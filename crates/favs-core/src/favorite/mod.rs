//! Favorites domain models and repository traits.
//!
//! A favorites collection is a per-identity set of liked sessions, products,
//! professionals and events, each kept as a denormalized snapshot.

mod bucket;
mod identity;
mod model;
mod repository;
mod view;

pub use bucket::Bucket;
pub use identity::{ANONYMOUS_PARTITION, Identity, STORAGE_KEY_PREFIX};
pub use model::{FavoriteCollection, FavoriteItem, Transition};
pub use repository::FavoritesRepository;
pub use view::{
    EventFavoriteView, FavoriteView, ProductFavoriteView, ProfessionalFavoriteView,
    SessionFavoriteView, project_entity,
};
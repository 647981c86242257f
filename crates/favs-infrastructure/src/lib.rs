//! Infrastructure layer of the favs workspace.
//!
//! Durable storage (key-value backends, versioned DTOs, the favorites
//! repository), configuration loading, path management and notifiers.

pub mod config_service;
pub mod dto;
pub mod favorites_repository;
pub mod notifier;
pub mod paths;
pub mod storage;

pub use crate::config_service::ConfigService;
pub use crate::favorites_repository::KeyValueFavoritesRepository;
pub use crate::notifier::{ChannelNotifier, TracingNotifier};
pub use crate::storage::{FileKeyValueStore, InMemoryKeyValueStore, open_store};
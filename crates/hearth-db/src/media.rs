//! Mapping between [`MediaPayload`] and its stored form.
//!
//! A message row carries a tag column; the attachments themselves live in
//! `message_media`, one row per item, ordered by an explicit `seq`. The tag
//! is what keeps "no media" and "empty album" apart: both have zero rows.

use rusqlite::{Transaction, params};

use hearth_types::{MediaItem, MediaPayload};

use crate::error::StoreError;

pub(crate) const TAG_NONE: i64 = 0;
pub(crate) const TAG_SINGLE: i64 = 1;
pub(crate) const TAG_GROUP: i64 = 2;

pub(crate) fn tag_of(payload: &MediaPayload) -> i64 {
    match payload {
        MediaPayload::None => TAG_NONE,
        MediaPayload::Single(_) => TAG_SINGLE,
        MediaPayload::Group(_) => TAG_GROUP,
    }
}

const INSERT_ITEM: &str = "INSERT INTO message_media
        (channel, message_id, seq, kind, path, preview, pos_x, pos_y, span_x, span_y)
     VALUES (?1, ?2, ?3, ?4, ?5, ?6, ?7, ?8, ?9, ?10)";

/// Write the media rows for one message inside the caller's transaction.
pub(crate) fn encode(
    tx: &Transaction<'_>,
    channel: u64,
    message_id: u64,
    payload: &MediaPayload,
) -> Result<(), StoreError> {
    let items = payload.items();
    if items.is_empty() {
        return Ok(());
    }

    let mut stmt = tx.prepare_cached(INSERT_ITEM)?;
    for (seq, item) in items.iter().enumerate() {
        stmt.execute(params![
            channel as i64,
            message_id as i64,
            seq as i64,
            item.kind.code(),
            item.path,
            item.preview,
            item.coordinates.x,
            item.coordinates.y,
            item.coordinates.span_x,
            item.coordinates.span_y,
        ])?;
    }
    Ok(())
}

/// Rebuild the payload from the stored tag and the item rows (already in
/// `seq` order). A tag that disagrees with the row count means the store is
/// damaged, not that the caller made a mistake.
pub(crate) fn decode(
    message_id: u64,
    tag: i64,
    mut items: Vec<MediaItem>,
) -> Result<MediaPayload, StoreError> {
    match tag {
        TAG_NONE if items.is_empty() => Ok(MediaPayload::None),
        TAG_SINGLE => {
            let rows = items.len();
            match items.pop() {
                Some(item) if rows == 1 => Ok(MediaPayload::Single(item)),
                _ => Err(StoreError::Corrupt(format!(
                    "message {message_id}: single-media tag with {rows} rows"
                ))),
            }
        }
        TAG_GROUP => Ok(MediaPayload::Group(items)),
        _ => Err(StoreError::Corrupt(format!(
            "message {message_id}: media tag {tag} with {} rows",
            items.len()
        ))),
    }
}

#[cfg(test)]
mod tests {
    use super::*;
    use hearth_types::{MediaCoordinates, MediaKind};

    fn item(path: &str) -> MediaItem {
        MediaItem {
            kind: MediaKind::Image,
            path: path.into(),
            preview: None,
            coordinates: MediaCoordinates::default(),
        }
    }

    #[test]
    fn tags_match_variants() {
        assert_eq!(tag_of(&MediaPayload::None), TAG_NONE);
        assert_eq!(tag_of(&MediaPayload::Single(item("a"))), TAG_SINGLE);
        assert_eq!(tag_of(&MediaPayload::Group(vec![])), TAG_GROUP);
    }

    #[test]
    fn decode_keeps_none_and_empty_group_apart() {
        assert_eq!(decode(1, TAG_NONE, vec![]).unwrap(), MediaPayload::None);
        assert_eq!(
            decode(1, TAG_GROUP, vec![]).unwrap(),
            MediaPayload::Group(vec![])
        );
    }

    #[test]
    fn decode_preserves_group_order() {
        let payload = decode(1, TAG_GROUP, vec![item("a"), item("b"), item("c")]).unwrap();
        let MediaPayload::Group(items) = payload else {
            panic!("expected group");
        };
        let paths: Vec<&str> = items.iter().map(|i| i.path.as_str()).collect();
        assert_eq!(paths, ["a", "b", "c"]);
    }

    #[test]
    fn decode_rejects_mismatched_rows() {
        assert!(matches!(
            decode(1, TAG_NONE, vec![item("a")]),
            Err(StoreError::Corrupt(_))
        ));
        assert!(matches!(
            decode(1, TAG_SINGLE, vec![]),
            Err(StoreError::Corrupt(_))
        ));
        assert!(matches!(
            decode(1, TAG_SINGLE, vec![item("a"), item("b")]),
            Err(StoreError::Corrupt(_))
        ));
        assert!(matches!(
            decode(1, 9, vec![]),
            Err(StoreError::Corrupt(_))
        ));
    }
}
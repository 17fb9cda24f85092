use std::collections::HashMap;

use rusqlite::{Connection, TransactionBehavior, params};

use hearth_types::{Channel, MediaCoordinates, MediaItem, MediaKind, Message, Timestamp};

use crate::Database;
use crate::error::{StoreError, classify_write};
use crate::media;

const INSERT_MESSAGE: &str = "INSERT INTO messages
        (channel, id, sender, flags, body, media_tag, sent_at, sent_ns, reply_id)
     VALUES (?1, ?2, ?3, ?4, ?5, ?6, ?7, ?8, ?9)";

const UPSERT_CHANNEL: &str = "INSERT INTO channels
        (id, title, description, avatar, created_at, created_ns, enabled)
     VALUES (?1, ?2, ?3, ?4, ?5, ?6, ?7)
     ON CONFLICT(id) DO UPDATE SET
        title = excluded.title,
        description = excluded.description,
        avatar = excluded.avatar";

impl Database {
    // -- Messages --

    /// Insert the whole batch in one transaction. If any message is rejected
    /// (duplicate `(channel, id)`, malformed row), nothing is persisted.
    pub fn insert_messages(&self, messages: &[Message]) -> Result<(), StoreError> {
        self.with_conn_mut(|conn| {
            let tx = conn.transaction()?;
            {
                let mut stmt = tx.prepare_cached(INSERT_MESSAGE)?;
                for m in messages {
                    stmt.execute(params![
                        m.channel as i64,
                        m.id as i64,
                        m.sender as i64,
                        m.flags,
                        m.text,
                        media::tag_of(&m.media),
                        m.sent_at.secs as i64,
                        m.sent_at.nanos,
                        m.reply_id as i64,
                    ])
                    .map_err(classify_write)?;
                    media::encode(&tx, m.channel, m.id, &m.media)?;
                }
            }
            tx.commit()?;
            Ok(())
        })
    }

    /// Up to `amount` messages from `channel`, most recent first (`sent_at`
    /// desc, ties newest-inserted first). An unknown channel or `amount == 0`
    /// yields an empty vec. The whole read runs inside one transaction so the
    /// message rows and their media rows come from the same snapshot.
    pub fn get_messages(&self, channel: u64, amount: usize) -> Result<Vec<Message>, StoreError> {
        self.with_conn(|conn| {
            let tx = conn.transaction_with_behavior(TransactionBehavior::Deferred)?;

            let rows = query_message_rows(&tx, channel, amount)?;
            let mut media_by_msg = query_media_rows(&tx, channel, &rows)?;

            let mut out = Vec::with_capacity(rows.len());
            for row in rows {
                let items = media_by_msg.remove(&row.id).unwrap_or_default();
                let payload = media::decode(row.id as u64, row.tag, items)?;
                out.push(Message {
                    id: row.id as u64,
                    flags: row.flags,
                    text: row.body,
                    media: payload,
                    sender: row.sender as u64,
                    channel,
                    sent_at: Timestamp {
                        secs: row.secs as u64,
                        nanos: row.ns,
                    },
                    reply_id: row.reply as u64,
                });
            }
            Ok(out)
        })
    }

    // -- Channels --

    /// Insert-or-overwrite each channel by id, transactionally.
    ///
    /// Overwrites replace `title`/`description`/`avatar` and the permission
    /// list; `created_at` and the local `enabled` flag keep their first-stored
    /// values. Permission order is preserved on readback.
    pub fn upsert_channels(&self, channels: &[Channel]) -> Result<(), StoreError> {
        self.with_conn_mut(|conn| {
            let tx = conn.transaction()?;
            {
                let mut upsert = tx.prepare_cached(UPSERT_CHANNEL)?;
                let mut drop_perms =
                    tx.prepare_cached("DELETE FROM channel_permissions WHERE channel = ?1")?;
                let mut add_perm = tx.prepare_cached(
                    "INSERT INTO channel_permissions (channel, seq, permission)
                     VALUES (?1, ?2, ?3)",
                )?;
                for c in channels {
                    upsert
                        .execute(params![
                            c.id as i64,
                            c.title,
                            c.description,
                            c.avatar,
                            c.created_at.secs as i64,
                            c.created_at.nanos,
                            c.enabled,
                        ])
                        .map_err(classify_write)?;
                    drop_perms.execute(params![c.id as i64])?;
                    for (seq, permission) in c.permissions.iter().enumerate() {
                        add_perm.execute(params![c.id as i64, seq as i64, permission])?;
                    }
                }
            }
            tx.commit()?;
            Ok(())
        })
    }

    /// Every cached channel, ordered by id, permissions in stored order.
    pub fn get_channels(&self) -> Result<Vec<Channel>, StoreError> {
        self.with_conn(|conn| {
            let tx = conn.transaction_with_behavior(TransactionBehavior::Deferred)?;

            let rows = {
                let mut stmt = tx.prepare_cached(
                    "SELECT id, title, description, avatar, created_at, created_ns, enabled
                     FROM channels
                     ORDER BY id",
                )?;
                let rows = stmt
                    .query_map([], |row| {
                        Ok(ChannelRow {
                            id: row.get(0)?,
                            title: row.get(1)?,
                            description: row.get(2)?,
                            avatar: row.get(3)?,
                            secs: row.get(4)?,
                            ns: row.get(5)?,
                            enabled: row.get(6)?,
                        })
                    })?
                    .collect::<Result<Vec<_>, _>>()?;
                rows
            };

            let mut perms: HashMap<i64, Vec<u16>> = HashMap::new();
            {
                let mut stmt = tx.prepare_cached(
                    "SELECT channel, permission FROM channel_permissions ORDER BY channel, seq",
                )?;
                let pairs = stmt
                    .query_map([], |row| {
                        Ok((row.get::<_, i64>(0)?, row.get::<_, u16>(1)?))
                    })?
                    .collect::<Result<Vec<_>, _>>()?;
                for (chan, permission) in pairs {
                    perms.entry(chan).or_default().push(permission);
                }
            }

            Ok(rows
                .into_iter()
                .map(|r| Channel {
                    id: r.id as u64,
                    title: r.title,
                    description: r.description,
                    avatar: r.avatar,
                    created_at: Timestamp {
                        secs: r.secs as u64,
                        nanos: r.ns,
                    },
                    enabled: r.enabled,
                    permissions: perms.remove(&r.id).unwrap_or_default(),
                })
                .collect())
        })
    }

    /// Flip the local "subscribed" flag. Returns whether the channel existed.
    /// Sync merges never touch this flag.
    pub fn set_channel_enabled(&self, channel: u64, enabled: bool) -> Result<bool, StoreError> {
        self.with_conn_mut(|conn| {
            let changed = conn.execute(
                "UPDATE channels SET enabled = ?2 WHERE id = ?1",
                params![channel as i64, enabled],
            )?;
            Ok(changed > 0)
        })
    }
}

struct MessageRow {
    id: i64,
    sender: i64,
    flags: u32,
    body: Option<String>,
    tag: i64,
    secs: i64,
    ns: u32,
    reply: i64,
}

struct ChannelRow {
    id: i64,
    title: String,
    description: Option<String>,
    avatar: Option<String>,
    secs: i64,
    ns: u32,
    enabled: bool,
}

fn query_message_rows(
    conn: &Connection,
    channel: u64,
    amount: usize,
) -> Result<Vec<MessageRow>, StoreError> {
    let limit = i64::try_from(amount).unwrap_or(i64::MAX);
    let mut stmt = conn.prepare_cached(
        "SELECT id, sender, flags, body, media_tag, sent_at, sent_ns, reply_id
         FROM messages
         WHERE channel = ?1
         ORDER BY sent_at DESC, sent_ns DESC, rowid DESC
         LIMIT ?2",
    )?;
    let rows = stmt
        .query_map(params![channel as i64, limit], |row| {
            Ok(MessageRow {
                id: row.get(0)?,
                sender: row.get(1)?,
                flags: row.get(2)?,
                body: row.get(3)?,
                tag: row.get(4)?,
                secs: row.get(5)?,
                ns: row.get(6)?,
                reply: row.get(7)?,
            })
        })?
        .collect::<Result<Vec<_>, _>>()?;
    Ok(rows)
}

/// Batch-fetch media rows for every message in `rows` that carries media,
/// grouped by message id in `seq` order.
fn query_media_rows(
    conn: &Connection,
    channel: u64,
    rows: &[MessageRow],
) -> Result<HashMap<i64, Vec<MediaItem>>, StoreError> {
    let mut by_message: HashMap<i64, Vec<MediaItem>> = HashMap::new();
    let ids: Vec<i64> = rows
        .iter()
        .filter(|r| r.tag != media::TAG_NONE)
        .map(|r| r.id)
        .collect();
    if ids.is_empty() {
        return Ok(by_message);
    }

    let placeholders: Vec<String> = (2..ids.len() + 2).map(|i| format!("?{i}")).collect();
    let sql = format!(
        "SELECT message_id, kind, path, preview, pos_x, pos_y, span_x, span_y
         FROM message_media
         WHERE channel = ?1 AND message_id IN ({})
         ORDER BY message_id, seq",
        placeholders.join(", ")
    );

    let mut stmt = conn.prepare(&sql)?;
    let chan = channel as i64;
    let mut bound: Vec<&dyn rusqlite::types::ToSql> = Vec::with_capacity(ids.len() + 1);
    bound.push(&chan);
    for id in &ids {
        bound.push(id);
    }

    let items = stmt
        .query_map(bound.as_slice(), |row| {
            Ok((
                row.get::<_, i64>(0)?,
                row.get::<_, u8>(1)?,
                row.get::<_, String>(2)?,
                row.get::<_, Option<String>>(3)?,
                row.get::<_, u8>(4)?,
                row.get::<_, u8>(5)?,
                row.get::<_, u8>(6)?,
                row.get::<_, u8>(7)?,
            ))
        })?
        .collect::<Result<Vec<_>, _>>()?;

    for (message_id, kind_code, path, preview, x, y, span_x, span_y) in items {
        let kind = MediaKind::from_code(kind_code).ok_or_else(|| {
            StoreError::Corrupt(format!(
                "message {message_id}: unknown media kind {kind_code}"
            ))
        })?;
        by_message.entry(message_id).or_default().push(MediaItem {
            kind,
            path,
            preview,
            coordinates: MediaCoordinates {
                x,
                y,
                span_x,
                span_y,
            },
        });
    }
    Ok(by_message)
}
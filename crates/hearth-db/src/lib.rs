pub mod error;
mod media;
mod queries;
pub mod schema;

pub use error::StoreError;

use std::path::Path;
use std::sync::Mutex;
use std::sync::atomic::{AtomicUsize, Ordering};

use rusqlite::Connection;
use tracing::info;

const READER_POOL_SIZE: usize = 4;

/// Local cache store with a reader/writer split: one writer connection
/// serializes every mutation, a small pool of read-only connections lets
/// queries run concurrently. WAL keeps readers unblocked by the writer.
pub struct Database {
    writer: Mutex<Connection>,
    readers: Vec<Mutex<Connection>>,
    reader_idx: AtomicUsize,
}

impl Database {
    /// Open (creating if missing) the store at `path`.
    ///
    /// Tables are not created here — call [`Database::create_schema`] once
    /// after opening.
    pub fn open(path: &Path) -> Result<Self, StoreError> {
        let open_err = |source: rusqlite::Error| StoreError::Open {
            path: path.to_path_buf(),
            source,
        };

        let writer = Connection::open(path).map_err(open_err)?;
        writer
            .pragma_update(None, "journal_mode", "WAL")
            .map_err(open_err)?;
        writer
            .pragma_update(None, "foreign_keys", "ON")
            .map_err(open_err)?;

        let mut readers = Vec::with_capacity(READER_POOL_SIZE);
        for _ in 0..READER_POOL_SIZE {
            let conn = Connection::open_with_flags(
                path,
                rusqlite::OpenFlags::SQLITE_OPEN_READ_ONLY
                    | rusqlite::OpenFlags::SQLITE_OPEN_NO_MUTEX,
            )
            .map_err(open_err)?;
            conn.pragma_update(None, "journal_mode", "WAL")
                .map_err(open_err)?;
            readers.push(Mutex::new(conn));
        }

        info!(
            "store opened at {} (1 writer + {} readers)",
            path.display(),
            READER_POOL_SIZE
        );
        Ok(Self {
            writer: Mutex::new(writer),
            readers,
            reader_idx: AtomicUsize::new(0),
        })
    }

    /// Idempotently ensure all tables and indices exist.
    pub fn create_schema(&self) -> Result<(), StoreError> {
        self.with_conn_mut(|conn| schema::create(conn))
    }

    /// Empty every managed table in one transaction.
    pub fn clear(&self) -> Result<(), StoreError> {
        self.with_conn_mut(schema::clear)
    }

    pub(crate) fn with_conn<F, T>(&self, f: F) -> Result<T, StoreError>
    where
        F: FnOnce(&mut Connection) -> Result<T, StoreError>,
    {
        let idx = self.reader_idx.fetch_add(1, Ordering::Relaxed) % self.readers.len();
        let mut conn = self.readers[idx].lock().map_err(|_| StoreError::Poisoned)?;
        f(&mut conn)
    }

    pub(crate) fn with_conn_mut<F, T>(&self, f: F) -> Result<T, StoreError>
    where
        F: FnOnce(&mut Connection) -> Result<T, StoreError>,
    {
        let mut conn = self.writer.lock().map_err(|_| StoreError::Poisoned)?;
        f(&mut conn)
    }
}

_ _ _ _

Please copy every line of the material that contains the word "queries".

> _Answer space_
mod queries;
/// queries run concurrently. WAL keeps readers unblocked by the writer.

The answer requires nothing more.